About this task: Across the data below, how many lines hold "unchanged"? Answer with that number and nothing else.

Given entries:

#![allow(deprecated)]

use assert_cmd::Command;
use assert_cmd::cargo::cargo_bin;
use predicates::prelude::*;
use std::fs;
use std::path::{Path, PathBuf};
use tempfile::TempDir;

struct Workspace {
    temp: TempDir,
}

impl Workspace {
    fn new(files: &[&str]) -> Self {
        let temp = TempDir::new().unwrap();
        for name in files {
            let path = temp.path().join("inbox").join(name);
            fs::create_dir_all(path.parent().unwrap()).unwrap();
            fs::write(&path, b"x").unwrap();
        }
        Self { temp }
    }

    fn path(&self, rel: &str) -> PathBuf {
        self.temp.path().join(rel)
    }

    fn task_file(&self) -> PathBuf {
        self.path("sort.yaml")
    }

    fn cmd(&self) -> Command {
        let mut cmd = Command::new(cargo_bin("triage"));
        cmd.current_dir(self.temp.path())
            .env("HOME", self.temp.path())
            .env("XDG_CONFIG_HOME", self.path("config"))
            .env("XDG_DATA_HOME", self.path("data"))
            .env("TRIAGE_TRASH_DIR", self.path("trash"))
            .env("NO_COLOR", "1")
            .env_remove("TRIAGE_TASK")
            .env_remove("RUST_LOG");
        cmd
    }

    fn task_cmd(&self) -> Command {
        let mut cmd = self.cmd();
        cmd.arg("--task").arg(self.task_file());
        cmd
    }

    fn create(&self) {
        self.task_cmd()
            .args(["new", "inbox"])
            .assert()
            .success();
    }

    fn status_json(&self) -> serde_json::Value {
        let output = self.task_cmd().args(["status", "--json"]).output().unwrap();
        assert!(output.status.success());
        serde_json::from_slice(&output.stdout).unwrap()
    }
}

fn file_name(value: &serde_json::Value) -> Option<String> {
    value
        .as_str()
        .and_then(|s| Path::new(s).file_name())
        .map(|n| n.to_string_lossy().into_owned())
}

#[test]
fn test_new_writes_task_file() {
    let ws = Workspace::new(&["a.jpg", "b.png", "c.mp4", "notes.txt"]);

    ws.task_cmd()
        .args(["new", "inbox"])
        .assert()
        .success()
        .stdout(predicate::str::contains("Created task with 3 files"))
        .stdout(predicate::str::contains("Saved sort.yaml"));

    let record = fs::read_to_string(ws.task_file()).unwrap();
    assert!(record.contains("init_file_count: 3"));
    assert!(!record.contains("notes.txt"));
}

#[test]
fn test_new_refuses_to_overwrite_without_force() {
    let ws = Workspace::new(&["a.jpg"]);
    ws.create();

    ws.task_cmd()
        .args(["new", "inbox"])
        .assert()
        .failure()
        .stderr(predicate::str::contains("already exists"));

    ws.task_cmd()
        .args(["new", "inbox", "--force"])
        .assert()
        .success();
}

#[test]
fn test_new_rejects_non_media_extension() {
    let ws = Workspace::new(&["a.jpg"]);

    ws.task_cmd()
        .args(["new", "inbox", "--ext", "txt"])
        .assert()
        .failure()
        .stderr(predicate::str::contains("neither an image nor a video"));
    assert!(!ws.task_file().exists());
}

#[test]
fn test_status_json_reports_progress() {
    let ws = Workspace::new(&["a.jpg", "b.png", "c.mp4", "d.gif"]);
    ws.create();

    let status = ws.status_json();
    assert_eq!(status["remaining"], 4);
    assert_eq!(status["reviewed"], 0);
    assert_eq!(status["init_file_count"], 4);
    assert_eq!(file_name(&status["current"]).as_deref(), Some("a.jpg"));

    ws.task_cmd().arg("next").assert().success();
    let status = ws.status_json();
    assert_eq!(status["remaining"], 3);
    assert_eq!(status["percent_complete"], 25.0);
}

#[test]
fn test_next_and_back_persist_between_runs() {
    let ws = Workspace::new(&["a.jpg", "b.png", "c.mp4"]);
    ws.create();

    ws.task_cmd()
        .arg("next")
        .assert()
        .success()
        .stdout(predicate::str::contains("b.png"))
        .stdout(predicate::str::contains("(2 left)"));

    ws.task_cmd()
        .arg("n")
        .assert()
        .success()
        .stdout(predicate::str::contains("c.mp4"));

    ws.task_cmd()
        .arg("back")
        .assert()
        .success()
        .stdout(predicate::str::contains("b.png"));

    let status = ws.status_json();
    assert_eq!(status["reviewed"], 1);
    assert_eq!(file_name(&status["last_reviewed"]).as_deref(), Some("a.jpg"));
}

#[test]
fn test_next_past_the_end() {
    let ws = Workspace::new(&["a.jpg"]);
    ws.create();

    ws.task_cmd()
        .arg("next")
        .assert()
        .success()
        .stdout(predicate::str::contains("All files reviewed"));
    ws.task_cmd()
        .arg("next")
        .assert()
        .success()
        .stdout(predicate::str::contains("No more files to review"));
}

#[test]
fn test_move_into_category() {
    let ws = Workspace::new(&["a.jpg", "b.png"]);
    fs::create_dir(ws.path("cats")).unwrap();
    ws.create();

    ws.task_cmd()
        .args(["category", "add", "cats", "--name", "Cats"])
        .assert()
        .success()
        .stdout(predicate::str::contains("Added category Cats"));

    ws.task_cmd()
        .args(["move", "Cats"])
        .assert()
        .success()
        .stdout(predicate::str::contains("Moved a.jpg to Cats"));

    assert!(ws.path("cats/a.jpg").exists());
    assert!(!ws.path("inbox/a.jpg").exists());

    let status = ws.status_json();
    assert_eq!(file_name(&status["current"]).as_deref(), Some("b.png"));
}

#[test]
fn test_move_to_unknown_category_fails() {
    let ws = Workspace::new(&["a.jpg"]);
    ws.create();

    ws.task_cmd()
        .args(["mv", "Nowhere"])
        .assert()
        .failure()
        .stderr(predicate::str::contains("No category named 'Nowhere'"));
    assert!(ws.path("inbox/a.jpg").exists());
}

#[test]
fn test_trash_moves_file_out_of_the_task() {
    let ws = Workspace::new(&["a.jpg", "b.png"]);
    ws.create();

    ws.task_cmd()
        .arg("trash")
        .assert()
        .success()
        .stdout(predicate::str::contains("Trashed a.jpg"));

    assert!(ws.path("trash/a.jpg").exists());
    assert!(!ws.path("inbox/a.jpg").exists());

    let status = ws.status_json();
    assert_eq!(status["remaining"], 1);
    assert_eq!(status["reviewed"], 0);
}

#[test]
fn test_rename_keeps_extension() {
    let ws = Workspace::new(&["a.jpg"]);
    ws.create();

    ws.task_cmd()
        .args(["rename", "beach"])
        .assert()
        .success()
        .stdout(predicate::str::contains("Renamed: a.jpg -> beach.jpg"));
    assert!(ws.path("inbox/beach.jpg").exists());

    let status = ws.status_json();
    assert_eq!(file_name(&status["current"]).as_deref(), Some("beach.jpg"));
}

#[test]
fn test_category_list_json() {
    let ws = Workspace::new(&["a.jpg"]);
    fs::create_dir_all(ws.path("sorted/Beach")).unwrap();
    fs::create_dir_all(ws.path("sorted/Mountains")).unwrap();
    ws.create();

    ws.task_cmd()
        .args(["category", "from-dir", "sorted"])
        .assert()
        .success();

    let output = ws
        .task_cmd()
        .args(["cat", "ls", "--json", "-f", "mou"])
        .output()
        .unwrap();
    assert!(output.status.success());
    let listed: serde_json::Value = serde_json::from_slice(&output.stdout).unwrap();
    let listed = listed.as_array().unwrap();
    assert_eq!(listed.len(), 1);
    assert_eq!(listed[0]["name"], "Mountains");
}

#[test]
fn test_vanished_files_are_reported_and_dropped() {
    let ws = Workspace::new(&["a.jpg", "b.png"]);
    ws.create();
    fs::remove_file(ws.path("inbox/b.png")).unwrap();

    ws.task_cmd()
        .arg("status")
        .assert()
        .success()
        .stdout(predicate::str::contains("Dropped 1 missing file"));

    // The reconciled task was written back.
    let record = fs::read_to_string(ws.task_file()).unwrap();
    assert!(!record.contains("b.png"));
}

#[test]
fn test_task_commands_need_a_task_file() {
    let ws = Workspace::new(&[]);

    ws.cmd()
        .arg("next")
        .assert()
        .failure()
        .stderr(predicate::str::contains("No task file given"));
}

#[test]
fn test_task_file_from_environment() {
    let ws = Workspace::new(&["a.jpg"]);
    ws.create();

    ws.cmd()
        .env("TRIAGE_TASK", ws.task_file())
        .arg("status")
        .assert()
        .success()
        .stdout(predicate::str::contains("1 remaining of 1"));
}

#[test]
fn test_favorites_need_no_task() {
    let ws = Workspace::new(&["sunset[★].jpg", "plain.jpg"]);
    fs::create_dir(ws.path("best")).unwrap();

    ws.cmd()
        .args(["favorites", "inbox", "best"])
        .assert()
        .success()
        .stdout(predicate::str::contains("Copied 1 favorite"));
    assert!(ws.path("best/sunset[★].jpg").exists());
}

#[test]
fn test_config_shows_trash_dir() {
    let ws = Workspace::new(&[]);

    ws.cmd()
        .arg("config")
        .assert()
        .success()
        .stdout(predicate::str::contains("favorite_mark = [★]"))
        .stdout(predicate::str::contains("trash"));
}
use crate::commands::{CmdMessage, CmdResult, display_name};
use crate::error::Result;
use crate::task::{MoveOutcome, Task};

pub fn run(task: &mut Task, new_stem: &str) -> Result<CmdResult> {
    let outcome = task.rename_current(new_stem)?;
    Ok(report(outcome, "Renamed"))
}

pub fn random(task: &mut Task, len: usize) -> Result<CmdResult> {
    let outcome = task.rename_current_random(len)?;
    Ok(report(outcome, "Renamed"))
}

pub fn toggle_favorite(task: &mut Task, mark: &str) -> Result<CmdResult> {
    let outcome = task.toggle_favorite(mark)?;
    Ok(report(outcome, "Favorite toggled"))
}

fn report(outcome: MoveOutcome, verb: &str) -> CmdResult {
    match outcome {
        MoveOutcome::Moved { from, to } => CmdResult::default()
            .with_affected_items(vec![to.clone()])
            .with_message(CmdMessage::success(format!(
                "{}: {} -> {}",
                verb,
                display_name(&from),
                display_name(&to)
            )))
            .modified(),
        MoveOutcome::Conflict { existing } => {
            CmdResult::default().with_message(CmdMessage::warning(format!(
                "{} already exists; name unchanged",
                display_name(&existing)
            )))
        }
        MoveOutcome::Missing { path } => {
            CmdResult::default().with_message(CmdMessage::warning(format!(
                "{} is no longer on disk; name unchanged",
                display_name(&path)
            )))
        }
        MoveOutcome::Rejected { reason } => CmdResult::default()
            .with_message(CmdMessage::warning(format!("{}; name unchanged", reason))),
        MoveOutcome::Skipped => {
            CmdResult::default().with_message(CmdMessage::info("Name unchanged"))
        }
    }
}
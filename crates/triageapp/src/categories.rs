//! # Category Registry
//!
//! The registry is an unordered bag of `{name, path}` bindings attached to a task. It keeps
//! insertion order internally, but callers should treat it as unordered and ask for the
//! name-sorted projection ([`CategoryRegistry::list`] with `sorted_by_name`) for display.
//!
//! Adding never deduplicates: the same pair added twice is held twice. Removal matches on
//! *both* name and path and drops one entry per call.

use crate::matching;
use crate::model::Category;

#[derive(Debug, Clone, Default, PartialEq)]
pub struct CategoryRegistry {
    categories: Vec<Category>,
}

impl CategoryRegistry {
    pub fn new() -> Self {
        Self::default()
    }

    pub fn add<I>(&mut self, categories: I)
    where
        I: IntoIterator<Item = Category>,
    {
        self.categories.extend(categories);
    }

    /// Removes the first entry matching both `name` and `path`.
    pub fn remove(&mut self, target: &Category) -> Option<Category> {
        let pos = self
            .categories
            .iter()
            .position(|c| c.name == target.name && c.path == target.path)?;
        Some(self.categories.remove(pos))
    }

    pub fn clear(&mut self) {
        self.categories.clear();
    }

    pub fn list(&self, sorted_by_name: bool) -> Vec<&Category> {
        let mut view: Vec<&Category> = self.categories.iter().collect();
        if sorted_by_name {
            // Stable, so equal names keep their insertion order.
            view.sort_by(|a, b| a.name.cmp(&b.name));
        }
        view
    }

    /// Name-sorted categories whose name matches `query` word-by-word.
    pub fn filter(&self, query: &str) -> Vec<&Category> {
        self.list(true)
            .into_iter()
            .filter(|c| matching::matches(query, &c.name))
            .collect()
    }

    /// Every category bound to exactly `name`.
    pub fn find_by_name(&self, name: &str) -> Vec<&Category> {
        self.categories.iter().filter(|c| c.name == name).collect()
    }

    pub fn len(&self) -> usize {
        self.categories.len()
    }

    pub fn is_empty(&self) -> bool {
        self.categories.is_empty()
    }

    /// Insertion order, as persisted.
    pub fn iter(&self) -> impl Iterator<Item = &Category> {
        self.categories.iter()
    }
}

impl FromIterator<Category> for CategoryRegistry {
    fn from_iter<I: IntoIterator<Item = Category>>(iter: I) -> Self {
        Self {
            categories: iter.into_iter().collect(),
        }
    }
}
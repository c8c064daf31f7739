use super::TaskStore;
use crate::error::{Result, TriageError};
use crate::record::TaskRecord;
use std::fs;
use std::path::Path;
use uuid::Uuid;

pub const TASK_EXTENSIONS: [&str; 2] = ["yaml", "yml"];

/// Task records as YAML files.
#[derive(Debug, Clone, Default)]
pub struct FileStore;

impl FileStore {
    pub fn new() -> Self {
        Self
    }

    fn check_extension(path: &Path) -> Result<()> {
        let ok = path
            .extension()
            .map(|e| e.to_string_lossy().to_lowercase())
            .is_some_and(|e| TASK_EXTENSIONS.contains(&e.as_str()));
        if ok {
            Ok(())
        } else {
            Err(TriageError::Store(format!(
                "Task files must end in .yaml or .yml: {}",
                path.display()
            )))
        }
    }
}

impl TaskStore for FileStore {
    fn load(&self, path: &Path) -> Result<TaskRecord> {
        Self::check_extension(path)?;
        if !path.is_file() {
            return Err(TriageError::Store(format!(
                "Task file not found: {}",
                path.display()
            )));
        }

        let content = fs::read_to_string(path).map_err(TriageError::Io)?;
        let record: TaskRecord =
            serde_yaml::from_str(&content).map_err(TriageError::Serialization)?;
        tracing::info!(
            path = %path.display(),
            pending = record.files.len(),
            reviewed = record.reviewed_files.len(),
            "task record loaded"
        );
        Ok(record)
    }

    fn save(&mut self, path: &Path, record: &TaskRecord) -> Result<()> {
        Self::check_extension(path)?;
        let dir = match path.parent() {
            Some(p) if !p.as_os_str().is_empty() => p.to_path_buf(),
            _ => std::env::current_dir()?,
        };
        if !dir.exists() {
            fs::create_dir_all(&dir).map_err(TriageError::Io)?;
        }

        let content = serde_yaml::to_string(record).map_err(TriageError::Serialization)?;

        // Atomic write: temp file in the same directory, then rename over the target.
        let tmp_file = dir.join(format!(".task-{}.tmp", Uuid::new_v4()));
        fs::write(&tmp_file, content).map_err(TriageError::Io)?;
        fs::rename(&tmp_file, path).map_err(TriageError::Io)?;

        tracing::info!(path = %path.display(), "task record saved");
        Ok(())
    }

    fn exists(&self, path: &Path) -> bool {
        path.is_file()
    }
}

Result: 4